水産加工の業界では、美味しさはどこの会社も追求をしている。少しでも違いをだそうと思ったら、どれだけ鮮度を保ったまま早く届けられるか。その日の作業を惜しまずとった魚を素早くフリーズして加工食品にする。TPPなどで流通の幅が広がろうとも、攻めの姿勢でパイプを作り生き残る会社にしたい。全ては現場にあり、常々上を目指すというのも企業理念の一つだ。
二年が経った震災についてもお伺いした。
忘れられないんだけど、忘れたい。
できればその日は、日本に居たくないと思っている。
3月11日鎌田さんは、会社を離れていた。
津波の第一波、第二波で海のすぐそばの会社も被害を受けた。
翌12日、会社で働くお兄ちゃんたちから(やんちゃな従業員だそうだ)電話がかかってきて、「きょうもやるんですよね?」と聞かれ、鎌田さんは、思わず「やる。」と答えた。
「あれが、『やるんですか?』だったら、やめにしようと思っていたし、『今日はやめにしよう』と言っていたと思う。でも、やる気持ちがあるからやった」
震災の翌日、その電話の後、お兄ちゃん達は、来るのも困難な道を泥だらけにして集まってきた。
それから、600回、700回電話をかけ続け、発電機を持ってきて、震災から4日後には加工をしていた。やるんだ!という強い思いから、いきりたった時もあった。今は、ようやく社員一致団結できているような気もしている。社員に自分が応援されていると思う出来事ばかりだった。

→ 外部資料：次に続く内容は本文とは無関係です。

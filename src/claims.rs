// SPDX-License-Identifier: MPL-2.0
// This Source Code Form is subject to the terms of the Mozilla Public
// License, v. 2.0. If a copy of the MPL was not distributed with this
// file, You can obtain one at https://mozilla.org/MPL/2.0/.

//! Driver assignments for claimed devices.
//!
//! An assignment is made once, when a device is claimed, and kept even if
//! the device later declares different capabilities. Only an explicit
//! [`rematch`](ClaimTable::rematch) replaces it.
//!
//! Claimed devices missing from a directory refresh are flagged abandoned.
//! They are never removed; an operator decides what to do with them.

use std::collections::{BTreeMap, BTreeSet};

use crate::classify::{CapabilityClassifier, DriverProfile};
use crate::directory::{DeviceDescriptor, DeviceDirectory};
use crate::sink::{DeviceHandle, DeviceSink, device_properties};

/// The driver a claimed device runs.
#[derive(Debug, Clone, PartialEq, Eq)]
pub struct DriverAssignment {
    /// IEEE address of the device.
    pub ieee_address: String,
    /// Driver name.
    pub profile_name: String,
    /// Driver namespace.
    pub namespace: String,
}

impl DriverAssignment {
    /// Creates an assignment to a known profile.
    #[must_use]
    pub fn new(ieee_address: impl Into<String>, profile: DriverProfile) -> Self {
        Self {
            ieee_address: ieee_address.into(),
            profile_name: profile.name().to_string(),
            namespace: profile.namespace().to_string(),
        }
    }

    /// Returns the profile, if the driver is one this crate knows.
    #[must_use]
    pub fn profile(&self) -> Option<DriverProfile> {
        DriverProfile::from_parts(&self.profile_name, &self.namespace)
    }
}

impl From<&DeviceHandle> for DriverAssignment {
    fn from(handle: &DeviceHandle) -> Self {
        Self {
            ieee_address: handle.key.clone(),
            profile_name: handle.profile_name.clone(),
            namespace: handle.namespace.clone(),
        }
    }
}

/// Result of [`ClaimTable::claim`].
#[derive(Debug, Clone, PartialEq, Eq)]
pub enum Claim {
    /// The device was already claimed; its assignment is unchanged.
    Existing(DriverAssignment),
    /// A child device was created with a fresh assignment.
    Created(DriverAssignment),
}

impl Claim {
    /// Returns the assignment.
    #[must_use]
    pub fn assignment(&self) -> &DriverAssignment {
        match self {
            Self::Existing(a) | Self::Created(a) => a,
        }
    }

    /// Returns whether a child device was created.
    #[must_use]
    pub fn is_created(&self) -> bool {
        matches!(self, Self::Created(_))
    }
}

/// Changes found by [`ClaimTable::reconcile`].
#[derive(Debug, Clone, Default, PartialEq, Eq)]
pub struct Reconciliation {
    /// Claimed devices that just went missing.
    pub abandoned: Vec<String>,
    /// Abandoned devices that reappeared.
    pub restored: Vec<String>,
}

/// Assignments keyed by IEEE address, plus the abandoned set.
#[derive(Debug, Clone, Default)]
pub struct ClaimTable {
    assignments: BTreeMap<String, DriverAssignment>,
    abandoned: BTreeSet<String>,
}

impl ClaimTable {
    /// Creates an empty table.
    #[must_use]
    pub fn new() -> Self {
        Self::default()
    }

    /// Rebuilds the table from the hub's child devices.
    #[must_use]
    pub fn from_sink(sink: &dyn DeviceSink) -> Self {
        let assignments = sink
            .list_claimed_devices()
            .iter()
            .map(|handle| (handle.key.clone(), DriverAssignment::from(handle)))
            .collect();
        Self {
            assignments,
            abandoned: BTreeSet::new(),
        }
    }

    /// Returns the assignment for `ieee_address`.
    #[must_use]
    pub fn get(&self, ieee_address: &str) -> Option<&DriverAssignment> {
        self.assignments.get(ieee_address)
    }

    /// Returns whether `ieee_address` is claimed.
    #[must_use]
    pub fn is_claimed(&self, ieee_address: &str) -> bool {
        self.assignments.contains_key(ieee_address)
    }

    /// Returns whether `ieee_address` is flagged abandoned.
    #[must_use]
    pub fn is_abandoned(&self, ieee_address: &str) -> bool {
        self.abandoned.contains(ieee_address)
    }

    /// Returns the abandoned IEEE addresses.
    pub fn abandoned(&self) -> impl Iterator<Item = &str> {
        self.abandoned.iter().map(String::as_str)
    }

    /// Returns every assignment.
    pub fn assignments(&self) -> impl Iterator<Item = &DriverAssignment> {
        self.assignments.values()
    }

    /// Returns the number of claimed devices.
    #[must_use]
    pub fn len(&self) -> usize {
        self.assignments.len()
    }

    /// Returns whether nothing is claimed.
    #[must_use]
    pub fn is_empty(&self) -> bool {
        self.assignments.is_empty()
    }

    /// Claims `device`, creating its child device on first claim.
    ///
    /// An existing assignment is returned unchanged, whatever the device
    /// declares now.
    pub fn claim(
        &mut self,
        device: &DeviceDescriptor,
        classifier: &CapabilityClassifier,
        sink: &dyn DeviceSink,
    ) -> Claim {
        if let Some(existing) = self.assignments.get(&device.ieee_address) {
            tracing::debug!(
                ieee = %device.ieee_address,
                profile = %existing.profile_name,
                "Device already claimed"
            );
            return Claim::Existing(existing.clone());
        }
        Claim::Created(self.assign(device, classifier, sink))
    }

    /// Reclassifies `device` and replaces its assignment.
    pub fn rematch(
        &mut self,
        device: &DeviceDescriptor,
        classifier: &CapabilityClassifier,
        sink: &dyn DeviceSink,
    ) -> DriverAssignment {
        self.assign(device, classifier, sink)
    }

    /// Flags claimed devices absent from `directory` as abandoned and
    /// clears the flag on those present again.
    pub fn reconcile(&mut self, directory: &DeviceDirectory) -> Reconciliation {
        let mut changes = Reconciliation::default();
        for ieee in self.assignments.keys() {
            let present = directory.contains(ieee);
            if !present && self.abandoned.insert(ieee.clone()) {
                tracing::warn!(ieee = %ieee, "Claimed device missing from directory");
                changes.abandoned.push(ieee.clone());
            } else if present && self.abandoned.remove(ieee) {
                tracing::info!(ieee = %ieee, "Abandoned device is back");
                changes.restored.push(ieee.clone());
            }
        }
        changes
    }

    fn assign(
        &mut self,
        device: &DeviceDescriptor,
        classifier: &CapabilityClassifier,
        sink: &dyn DeviceSink,
    ) -> DriverAssignment {
        let profile = classifier.classify_device(device);
        let handle = sink.create_device(profile, &device.ieee_address, device_properties(device));
        let assignment = DriverAssignment::from(&handle);
        tracing::info!(
            ieee = %device.ieee_address,
            name = %device.friendly_name,
            profile = %assignment.profile_name,
            "Device claimed"
        );
        self.abandoned.remove(&device.ieee_address);
        self.assignments
            .insert(device.ieee_address.clone(), assignment.clone());
        assignment
    }
}

#[cfg(test)]
mod tests {
    use super::*;
    use crate::directory::{CapabilityDescriptor, DeviceRegistry};
    use crate::sink::MemorySink;

    fn device(ieee: &str, caps: &[&str]) -> DeviceDescriptor {
        DeviceDescriptor::new(
            ieee,
            format!("dev {ieee}"),
            caps.iter().map(|c| CapabilityDescriptor::named(*c)).collect(),
        )
    }

    #[test]
    fn first_claim_creates_device() {
        let sink = MemorySink::new();
        let mut table = ClaimTable::new();
        let claim = table.claim(
            &device("0x01", &["occupancy", "battery"]),
            &CapabilityClassifier::default(),
            &sink,
        );

        assert!(claim.is_created());
        assert_eq!(claim.assignment().profile(), Some(DriverProfile::MotionBattery));
        assert!(sink.find_device_by_key("0x01").is_some());
        assert!(table.is_claimed("0x01"));
    }

    #[test]
    fn reclaim_keeps_assignment_when_exposes_change() {
        let sink = MemorySink::new();
        let classifier = CapabilityClassifier::default();
        let mut table = ClaimTable::new();
        table.claim(&device("0x01", &["contact"]), &classifier, &sink);

        let claim = table.claim(&device("0x01", &["occupancy"]), &classifier, &sink);
        assert!(!claim.is_created());
        assert_eq!(claim.assignment().profile(), Some(DriverProfile::Contact));
        assert_eq!(
            sink.find_device_by_key("0x01").unwrap().profile_name,
            DriverProfile::Contact.name()
        );
    }

    #[test]
    fn rematch_replaces_assignment() {
        let sink = MemorySink::new();
        let classifier = CapabilityClassifier::default();
        let mut table = ClaimTable::new();
        table.claim(&device("0x01", &["contact"]), &classifier, &sink);

        let assignment = table.rematch(&device("0x01", &["occupancy"]), &classifier, &sink);
        assert_eq!(assignment.profile(), Some(DriverProfile::Motion));
        assert_eq!(table.get("0x01"), Some(&assignment));
    }

    #[test]
    fn rebuilt_from_sink() {
        let sink = MemorySink::new();
        sink.create_device(DriverProfile::Rgb, "0x0a", BTreeMap::new());
        sink.create_device(DriverProfile::Button, "0x0b", BTreeMap::new());

        let table = ClaimTable::from_sink(&sink);
        assert_eq!(table.len(), 2);
        assert_eq!(table.get("0x0b").unwrap().profile(), Some(DriverProfile::Button));
    }

    #[test]
    fn unknown_driver_has_no_profile() {
        let assignment = DriverAssignment {
            ieee_address: "0x01".to_string(),
            profile_name: "Custom Thing".to_string(),
            namespace: "someone".to_string(),
        };
        assert_eq!(assignment.profile(), None);
    }

    #[test]
    fn reconcile_flags_and_restores() {
        let sink = MemorySink::new();
        let classifier = CapabilityClassifier::default();
        let registry = DeviceRegistry::new();
        let mut table = ClaimTable::new();
        table.claim(&device("0x01", &["contact"]), &classifier, &sink);
        table.claim(&device("0x02", &["state"]), &classifier, &sink);

        let snapshot = registry.replace_devices(vec![device("0x01", &["contact"])]);
        let changes = table.reconcile(&snapshot);
        assert_eq!(changes.abandoned, vec!["0x02".to_string()]);
        assert!(table.is_abandoned("0x02"));
        assert!(table.is_claimed("0x02"));

        // Still missing: not reported twice.
        let changes = table.reconcile(&snapshot);
        assert!(changes.abandoned.is_empty());

        let snapshot = registry.replace_devices(vec![
            device("0x01", &["contact"]),
            device("0x02", &["state"]),
        ]);
        let changes = table.reconcile(&snapshot);
        assert_eq!(changes.restored, vec!["0x02".to_string()]);
        assert_eq!(table.abandoned().count(), 0);
    }
}
// SPDX-License-Identifier: MPL-2.0
// This Source Code Form is subject to the terms of the Mozilla Public
// License, v. 2.0. If a copy of the MPL was not distributed with this
// file, You can obtain one at https://mozilla.org/MPL/2.0/.

//! Bridge configuration.
//!
//! A [`BridgeConfig`] describes one bridge session: which broker to talk to,
//! under which base topic Zigbee2MQTT publishes, and a few behaviour flags.
//! It can be built in code with [`BridgeConfig::builder`] or read from the
//! hub's settings through a [`SettingsStore`].
//!
//! # Examples
//!
//! ```
//! use z2m_bridge::config::{BridgeConfig, MapSettings};
//!
//! // In code
//! let config = BridgeConfig::builder()
//!     .host("mqtt://192.168.1.50:1883")
//!     .base_topic("zigbee2mqtt")
//!     .credentials("user", "password")
//!     .build()
//!     .unwrap();
//! assert_eq!(config.port(), 1883);
//!
//! // From hub settings
//! let settings = MapSettings::from([("host", "broker.local"), ("port", "1884")]);
//! let config = BridgeConfig::from_settings("bridge-1", &settings).unwrap();
//! assert_eq!(config.broker_uri(), "tcp://broker.local:1884");
//! ```

use std::collections::HashMap;
use std::time::Duration;

use crate::error::ConfigError;
use crate::types::TemperatureScale;

/// Default Zigbee2MQTT base topic.
pub const DEFAULT_BASE_TOPIC: &str = "zigbee2mqtt";

/// Default MQTT port.
pub const DEFAULT_PORT: u16 = 1883;

/// Read-only access to the hub's settings for one bridge instance.
///
/// The hub owns storage; the bridge only reads connection parameters and
/// feature flags.
pub trait SettingsStore {
    /// Returns the value of `key`, or `None` if unset.
    fn setting(&self, key: &str) -> Option<String>;
}

/// A [`SettingsStore`] backed by a `HashMap`.
#[derive(Debug, Clone, Default)]
pub struct MapSettings {
    values: HashMap<String, String>,
}

impl MapSettings {
    /// Creates an empty settings map.
    #[must_use]
    pub fn new() -> Self {
        Self::default()
    }

    /// Sets a value, returning `self` for chaining.
    #[must_use]
    pub fn with(mut self, key: impl Into<String>, value: impl Into<String>) -> Self {
        self.values.insert(key.into(), value.into());
        self
    }
}

impl<K: Into<String>, V: Into<String>, const N: usize> From<[(K, V); N]> for MapSettings {
    fn from(entries: [(K, V); N]) -> Self {
        Self {
            values: entries
                .into_iter()
                .map(|(k, v)| (k.into(), v.into()))
                .collect(),
        }
    }
}

impl SettingsStore for MapSettings {
    fn setting(&self, key: &str) -> Option<String> {
        self.values.get(key).cloned()
    }
}

/// Configuration for one bridge session.
#[derive(Debug, Clone)]
pub struct BridgeConfig {
    session_id: String,
    host: String,
    port: u16,
    base_topic: String,
    client_id: String,
    credentials: Option<(String, String)>,
    keep_alive: Duration,
    temperature_scale: TemperatureScale,
    debug_logging: bool,
    debug_logging_duration: Duration,
}

impl BridgeConfig {
    /// Creates a new builder.
    #[must_use]
    pub fn builder() -> BridgeConfigBuilder {
        BridgeConfigBuilder::default()
    }

    /// Reads a configuration from hub settings.
    ///
    /// Recognised keys: `host` (required), `port`, `topic`, `client_id`,
    /// `username`, `password`, `debug_logging` (`true`/`false`) and
    /// `temperature_scale` (`C`/`F`). Empty values count as unset.
    ///
    /// # Errors
    ///
    /// Returns `ConfigError::MissingSetting` if `host` is absent and
    /// `ConfigError::InvalidSetting` if a value cannot be parsed.
    pub fn from_settings(
        session_id: impl Into<String>,
        settings: &impl SettingsStore,
    ) -> Result<Self, ConfigError> {
        let get = |key: &str| settings.setting(key).filter(|v| !v.trim().is_empty());

        let mut builder = Self::builder()
            .session_id(session_id)
            .host(get("host").ok_or_else(|| ConfigError::MissingSetting("host".to_string()))?);

        if let Some(port) = get("port") {
            let port = port.trim().parse().map_err(|_| ConfigError::InvalidSetting {
                key: "port".to_string(),
                value: port.clone(),
            })?;
            builder = builder.port(port);
        }
        if let Some(topic) = get("topic") {
            builder = builder.base_topic(topic);
        }
        if let Some(client_id) = get("client_id") {
            builder = builder.client_id(client_id);
        }
        if let (Some(username), Some(password)) = (get("username"), settings.setting("password")) {
            builder = builder.credentials(username, password);
        }
        if let Some(flag) = get("debug_logging") {
            builder = builder.debug_logging(parse_flag("debug_logging", &flag)?);
        }
        if let Some(scale) = get("temperature_scale") {
            builder = builder.temperature_scale(scale.parse()?);
        }

        builder.build()
    }

    /// Returns the session identifier. All per-session state is keyed by it.
    #[must_use]
    pub fn session_id(&self) -> &str {
        &self.session_id
    }

    /// Returns the broker host.
    #[must_use]
    pub fn host(&self) -> &str {
        &self.host
    }

    /// Returns the broker port.
    #[must_use]
    pub fn port(&self) -> u16 {
        self.port
    }

    /// Returns the broker URI in `tcp://host:port` form.
    #[must_use]
    pub fn broker_uri(&self) -> String {
        format!("tcp://{}:{}", self.host, self.port)
    }

    /// Returns the Zigbee2MQTT base topic, without trailing slash.
    #[must_use]
    pub fn base_topic(&self) -> &str {
        &self.base_topic
    }

    /// Returns the MQTT client identifier.
    #[must_use]
    pub fn client_id(&self) -> &str {
        &self.client_id
    }

    /// Returns the credentials if configured.
    #[must_use]
    pub fn credentials(&self) -> Option<(&str, &str)> {
        self.credentials
            .as_ref()
            .map(|(u, p)| (u.as_str(), p.as_str()))
    }

    /// Returns the MQTT keep-alive interval.
    #[must_use]
    pub fn keep_alive(&self) -> Duration {
        self.keep_alive
    }

    /// Returns the hub's locale temperature scale.
    #[must_use]
    pub fn temperature_scale(&self) -> TemperatureScale {
        self.temperature_scale
    }

    /// Returns whether verbose per-message logging starts enabled.
    #[must_use]
    pub fn debug_logging(&self) -> bool {
        self.debug_logging
    }

    /// Returns how long verbose logging stays enabled before it switches
    /// itself off.
    #[must_use]
    pub fn debug_logging_duration(&self) -> Duration {
        self.debug_logging_duration
    }

    /// Returns the wildcard subscription covering every Zigbee2MQTT topic.
    #[must_use]
    pub fn subscription_topic(&self) -> String {
        format!("{}/#", self.base_topic)
    }

    /// Returns the state topic of a device.
    #[must_use]
    pub fn device_topic(&self, friendly_name: &str) -> String {
        format!("{}/{friendly_name}", self.base_topic)
    }
}

/// Builder for [`BridgeConfig`].
#[derive(Debug)]
pub struct BridgeConfigBuilder {
    session_id: Option<String>,
    host: String,
    port: Option<u16>,
    base_topic: String,
    client_id: Option<String>,
    credentials: Option<(String, String)>,
    keep_alive: Duration,
    temperature_scale: TemperatureScale,
    debug_logging: bool,
    debug_logging_duration: Duration,
}

impl Default for BridgeConfigBuilder {
    fn default() -> Self {
        Self {
            session_id: None,
            host: String::new(),
            port: None,
            base_topic: DEFAULT_BASE_TOPIC.to_string(),
            client_id: None,
            credentials: None,
            keep_alive: Duration::from_secs(30),
            temperature_scale: TemperatureScale::default(),
            debug_logging: false,
            debug_logging_duration: Duration::from_secs(30 * 60),
        }
    }
}

impl BridgeConfigBuilder {
    /// Sets the session identifier (default: the client id).
    #[must_use]
    pub fn session_id(mut self, id: impl Into<String>) -> Self {
        self.session_id = Some(id.into());
        self
    }

    /// Sets the broker host. Accepts `mqtt://host:port`, `tcp://host:port`,
    /// `host:port` or a bare host; an explicit [`port`](Self::port) wins.
    #[must_use]
    pub fn host(mut self, host: impl Into<String>) -> Self {
        self.host = host.into();
        self
    }

    /// Sets the broker port (default: 1883).
    #[must_use]
    pub fn port(mut self, port: u16) -> Self {
        self.port = Some(port);
        self
    }

    /// Sets the Zigbee2MQTT base topic (default: `zigbee2mqtt`).
    #[must_use]
    pub fn base_topic(mut self, topic: impl Into<String>) -> Self {
        self.base_topic = topic.into();
        self
    }

    /// Sets the MQTT client identifier (default: generated).
    #[must_use]
    pub fn client_id(mut self, id: impl Into<String>) -> Self {
        self.client_id = Some(id.into());
        self
    }

    /// Sets authentication credentials.
    #[must_use]
    pub fn credentials(mut self, username: impl Into<String>, password: impl Into<String>) -> Self {
        self.credentials = Some((username.into(), password.into()));
        self
    }

    /// Sets the keep-alive interval (default: 30 seconds).
    #[must_use]
    pub fn keep_alive(mut self, duration: Duration) -> Self {
        self.keep_alive = duration;
        self
    }

    /// Sets the hub's locale temperature scale (default: Celsius).
    #[must_use]
    pub fn temperature_scale(mut self, scale: TemperatureScale) -> Self {
        self.temperature_scale = scale;
        self
    }

    /// Enables verbose per-message logging at startup.
    #[must_use]
    pub fn debug_logging(mut self, enabled: bool) -> Self {
        self.debug_logging = enabled;
        self
    }

    /// Sets how long verbose logging stays on (default: 30 minutes).
    #[must_use]
    pub fn debug_logging_duration(mut self, duration: Duration) -> Self {
        self.debug_logging_duration = duration;
        self
    }

    /// Builds the configuration.
    ///
    /// # Errors
    ///
    /// Returns error if the host is empty or carries an unparseable port,
    /// or if the base topic is empty.
    pub fn build(self) -> Result<BridgeConfig, ConfigError> {
        if self.host.trim().is_empty() {
            return Err(ConfigError::MissingSetting("host".to_string()));
        }
        let (host, url_port) = parse_broker_address(&self.host)?;
        if host.trim().is_empty() {
            return Err(ConfigError::InvalidSetting {
                key: "host".to_string(),
                value: self.host,
            });
        }

        let base_topic = self.base_topic.trim().trim_end_matches('/').to_string();
        if base_topic.is_empty() {
            return Err(ConfigError::InvalidSetting {
                key: "topic".to_string(),
                value: self.base_topic,
            });
        }

        let client_id = self.client_id.unwrap_or_else(|| {
            let id = uuid::Uuid::new_v4().simple().to_string();
            format!("z2m_bridge_{}", &id[..8])
        });

        Ok(BridgeConfig {
            session_id: self.session_id.unwrap_or_else(|| client_id.clone()),
            host,
            port: self.port.or(url_port).unwrap_or(DEFAULT_PORT),
            base_topic,
            client_id,
            credentials: self.credentials,
            keep_alive: self.keep_alive,
            temperature_scale: self.temperature_scale,
            debug_logging: self.debug_logging,
            debug_logging_duration: self.debug_logging_duration,
        })
    }
}

/// Splits a broker address into host and optional port.
fn parse_broker_address(address: &str) -> Result<(String, Option<u16>), ConfigError> {
    let address = address.trim();
    let address = address
        .strip_prefix("mqtt://")
        .or_else(|| address.strip_prefix("tcp://"))
        .unwrap_or(address)
        .trim_end_matches('/');

    match address.rsplit_once(':') {
        Some((host, port)) => {
            let port = port.parse().map_err(|_| ConfigError::InvalidSetting {
                key: "host".to_string(),
                value: address.to_string(),
            })?;
            Ok((host.to_string(), Some(port)))
        }
        None => Ok((address.to_string(), None)),
    }
}

fn parse_flag(key: &str, value: &str) -> Result<bool, ConfigError> {
    match value.trim().to_ascii_lowercase().as_str() {
        "true" | "1" | "on" | "yes" => Ok(true),
        "false" | "0" | "off" | "no" => Ok(false),
        _ => Err(ConfigError::InvalidSetting {
            key: key.to_string(),
            value: value.to_string(),
        }),
    }
}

震災は、いつくるか分からないものだから、またどこかに来るかもしれない。
でも助けてもらったことは、忘れない。
話をきいて頷くだけで応援になると思うからと、震災のお話を聴かせてただいた。
最後に社長の信念が伺えた、こんなお話も紹介したいと思う。
「新年に初詣に行って神様にお願いするというが、あれはお願いするんじゃない、一年を誓うってことなんだ」
鎌田社長、ありがとうございました。